The input

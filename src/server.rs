//! HTTP trigger for migrations.
//!
//! `POST /` with `{"entity_type": "Account", "email": "user@example.com"}`
//! runs a scoped migration; without an entity type every file is migrated
//! into the root folder. The response carries the [`MigrationReport`].

use crate::error::{ErrorKind, Result};
use axum::extract::State;
use axum::http::header::{CONTENT_LENGTH, CONTENT_TYPE, ORIGIN};
use axum::http::{HeaderName, Method, StatusCode};
use axum::response::{IntoResponse, Response};
use axum::routing::post;
use axum::{Json, Router};
use crosscloud_migrate::error::ErrorKind as MigrateErrorKind;
use crosscloud_migrate::{MigrationReport, Migrator};
use exn::ResultExt;
use serde::{Deserialize, Serialize};
use std::net::SocketAddr;
use std::sync::Arc;
use std::time::Duration;
use tower_http::cors::{Any, CorsLayer};
use tower_http::trace::TraceLayer;

const CORS_MAX_AGE: Duration = Duration::from_secs(12 * 60 * 60);

#[derive(Debug, Default, Deserialize)]
pub struct MigrateRequest {
    #[serde(default, alias = "sObject", alias = "sobject")]
    pub entity_type: Option<String>,
    #[serde(default)]
    pub email: Option<String>,
}

#[derive(Serialize)]
struct MigrateResponse {
    code: &'static str,
    report: MigrationReport,
}

#[derive(Debug, Serialize)]
struct ErrorBody {
    code: &'static str,
    message: String,
}

#[derive(Debug)]
pub struct ApiError {
    status: StatusCode,
    code: &'static str,
    message: String,
}

impl ApiError {
    fn not_found() -> Self {
        Self {
            status: StatusCode::NOT_FOUND,
            code: "Not found",
            message: "Page not found".to_string(),
        }
    }
}

impl From<crosscloud_migrate::error::Error> for ApiError {
    fn from(err: crosscloud_migrate::error::Error) -> Self {
        let (status, code) = match &*err {
            MigrateErrorKind::InvalidEntityType(_) => (StatusCode::BAD_REQUEST, "Bad request"),
            MigrateErrorKind::SourceQuery
            | MigrateErrorKind::SourceDownload
            | MigrateErrorKind::FolderCreate(_)
            | MigrateErrorKind::DestinationUpload
            | MigrateErrorKind::Transfer { .. } => (StatusCode::BAD_GATEWAY, "Bad gateway"),
            MigrateErrorKind::DestinationInit => (StatusCode::INTERNAL_SERVER_ERROR, "Internal error"),
        };
        if status.is_server_error() {
            tracing::error!(error = ?err, "Migration failed");
        } else {
            tracing::warn!(error = %*err, "Migration rejected");
        }
        Self {
            status,
            code,
            message: (*err).to_string(),
        }
    }
}

impl IntoResponse for ApiError {
    fn into_response(self) -> Response {
        let body = ErrorBody {
            code: self.code,
            message: self.message,
        };
        (self.status, Json(body)).into_response()
    }
}

async fn migrate(
    State(migrator): State<Arc<Migrator>>,
    Json(request): Json<MigrateRequest>,
) -> std::result::Result<Json<MigrateResponse>, ApiError> {
    let entity_type = request.entity_type.as_deref().filter(|entity_type| !entity_type.is_empty());
    let grantee = request.email.as_deref().filter(|email| !email.is_empty());
    let report = match entity_type {
        Some(entity_type) => migrator.migrate_by_entity_type(entity_type, grantee).await?,
        None => migrator.migrate_all(grantee).await?,
    };
    Ok(Json(MigrateResponse { code: "OK", report }))
}

async fn not_found() -> ApiError {
    ApiError::not_found()
}

fn cors() -> CorsLayer {
    CorsLayer::new()
        .allow_origin(Any)
        .allow_methods([Method::POST])
        .allow_headers([ORIGIN, CONTENT_LENGTH, CONTENT_TYPE, HeaderName::from_static("x-access-token")])
        .expose_headers([CONTENT_LENGTH])
        .max_age(CORS_MAX_AGE)
}

pub fn router(migrator: Arc<Migrator>) -> Router {
    Router::new()
        .route("/", post(migrate))
        .method_not_allowed_fallback(not_found)
        .fallback(not_found)
        .layer(cors())
        .layer(TraceLayer::new_for_http())
        .with_state(migrator)
}

pub async fn serve(bind: SocketAddr, migrator: Arc<Migrator>) -> Result<()> {
    let listener = tokio::net::TcpListener::bind(bind).await.or_raise(|| ErrorKind::Server)?;
    tracing::info!(address = %bind, "Listening");
    axum::serve(listener, router(migrator))
        .with_graceful_shutdown(shutdown_signal())
        .await
        .or_raise(|| ErrorKind::Server)
}

async fn shutdown_signal() {
    if let Err(err) = tokio::signal::ctrl_c().await {
        tracing::warn!(error = %err, "Could not listen for shutdown signal");
        std::future::pending::<()>().await;
    }
    tracing::info!("Shutting down");
}
//! Google Drive access for crosscloud.
//!
//! Provides the [`DestinationClient`] capability (list folders, create a
//! folder, share it, upload into it), a Drive v3 implementation in
//! [`DriveClient`], and service-account authentication in [`auth`].

pub mod auth;
pub mod client;
pub mod error;
mod models;

#[cfg(feature = "mock")]
pub use crate::client::{MockDestination, StoredFile};
pub use crate::client::{DestinationClient, DriveClient};
pub use crate::models::{Folder, FolderId, Role};
use std::sync::Arc;

pub type DestinationHandle = Arc<dyn DestinationClient + Send + Sync>;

Instructions to follow
Type out the entries again, word for word.

Exercise output
filename src/server.rs
//! HTTP trigger for migrations.
//!
//! `POST /` with `{"entity_type": "Account", "email": "user@example.com"}`
//! runs a scoped migration; without an entity type every file is migrated
//! into the root folder. The response carries the [`MigrationReport`].

use crate::error::{ErrorKind, Result};
use axum::extract::State;
use axum::http::header::{CONTENT_LENGTH, CONTENT_TYPE, ORIGIN};
use axum::http::{HeaderName, Method, StatusCode};
use axum::response::{IntoResponse, Response};
use axum::routing::post;
use axum::{Json, Router};
use crosscloud_migrate::error::ErrorKind as MigrateErrorKind;
use crosscloud_migrate::{MigrationReport, Migrator};
use exn::ResultExt;
use serde::{Deserialize, Serialize};
use std::net::SocketAddr;
use std::sync::Arc;
use std::time::Duration;
use tower_http::cors::{Any, CorsLayer};
use tower_http::trace::TraceLayer;

const CORS_MAX_AGE: Duration = Duration::from_secs(12 * 60 * 60);

#[derive(Debug, Default, Deserialize)]
pub struct MigrateRequest {
    #[serde(default, alias = "sObject", alias = "sobject")]
    pub entity_type: Option<String>,
    #[serde(default)]
    pub email: Option<String>,
}

#[derive(Serialize)]
struct MigrateResponse {
    code: &'static str,
    report: MigrationReport,
}

#[derive(Debug, Serialize)]
struct ErrorBody {
    code: &'static str,
    message: String,
}

#[derive(Debug)]
pub struct ApiError {
    status: StatusCode,
    code: &'static str,
    message: String,
}

impl ApiError {
    fn not_found() -> Self {
        Self {
            status: StatusCode::NOT_FOUND,
            code: "Not found",
            message: "Page not found".to_string(),
        }
    }
}

impl From<crosscloud_migrate::error::Error> for ApiError {
    fn from(err: crosscloud_migrate::error::Error) -> Self {
        let (status, code) = match &*err {
            MigrateErrorKind::InvalidEntityType(_) => (StatusCode::BAD_REQUEST, "Bad request"),
            MigrateErrorKind::SourceQuery
            | MigrateErrorKind::SourceDownload
            | MigrateErrorKind::FolderCreate(_)
            | MigrateErrorKind::DestinationUpload
            | MigrateErrorKind::Transfer { .. } => (StatusCode::BAD_GATEWAY, "Bad gateway"),
            MigrateErrorKind::DestinationInit => (StatusCode::INTERNAL_SERVER_ERROR, "Internal error"),
        };
        if status.is_server_error() {
            tracing::error!(error = ?err, "Migration failed");
        } else {
            tracing::warn!(error = %*err, "Migration rejected");
        }
        Self {
            status,
            code,
            message: (*err).to_string(),
        }
    }
}

impl IntoResponse for ApiError {
    fn into_response(self) -> Response {
        let body = ErrorBody {
            code: self.code,
            message: self.message,
        };
        (self.status, Json(body)).into_response()
    }
}

async fn migrate(
    State(migrator): State<Arc<Migrator>>,
    Json(request): Json<MigrateRequest>,
) -> std::result::Result<Json<MigrateResponse>, ApiError> {
    let entity_type = request.entity_type.as_deref().filter(|entity_type| !entity_type.is_empty());
    let grantee = request.email.as_deref().filter(|email| !email.is_empty());
    let report = match entity_type {
        Some(entity_type) => migrator.migrate_by_entity_type(entity_type, grantee).await?,
        None => migrator.migrate_all(grantee).await?,
    };
    Ok(Json(MigrateResponse { code: "OK", report }))
}

async fn not_found() -> ApiError {
    ApiError::not_found()
}

fn cors() -> CorsLayer {
    CorsLayer::new()
        .allow_origin(Any)
        .allow_methods([Method::POST])
        .allow_headers([ORIGIN, CONTENT_LENGTH, CONTENT_TYPE, HeaderName::from_static("x-access-token")])
        .expose_headers([CONTENT_LENGTH])
        .max_age(CORS_MAX_AGE)
}

pub fn router(migrator: Arc<Migrator>) -> Router {
    Router::new()
        .route("/", post(migrate))
        .method_not_allowed_fallback(not_found)
        .fallback(not_found)
        .layer(cors())
        .layer(TraceLayer::new_for_http())
        .with_state(migrator)
}

pub async fn serve(bind: SocketAddr, migrator: Arc<Migrator>) -> Result<()> {
    let listener = tokio::net::TcpListener::bind(bind).await.or_raise(|| ErrorKind::Server)?;
    tracing::info!(address = %bind, "Listening");
    axum::serve(listener, router(migrator))
        .with_graceful_shutdown(shutdown_signal())
        .await
        .or_raise(|| ErrorKind::Server)
}

async fn shutdown_signal() {
    if let Err(err) = tokio::signal::ctrl_c().await {
        tracing::warn!(error = %err, "Could not listen for shutdown signal");
        std::future::pending::<()>().await;
    }
    tracing::info!("Shutting down");
}
//! Google Drive access for crosscloud.
//!
//! Provides the [`DestinationClient`] capability (list folders, create a
//! folder, share it, upload into it), a Drive v3 implementation in
//! [`DriveClient`], and service-account authentication in [`auth`].

pub mod auth;
pub mod client;
pub mod error;
mod models;

#[cfg(feature = "mock")]
pub use crate::client::{MockDestination, StoredFile};
pub use crate::client::{DestinationClient, DriveClient};
pub use crate::models::{Folder, FolderId, Role};
use std::sync::Arc;

pub type DestinationHandle = Arc<dyn DestinationClient + Send + Sync>;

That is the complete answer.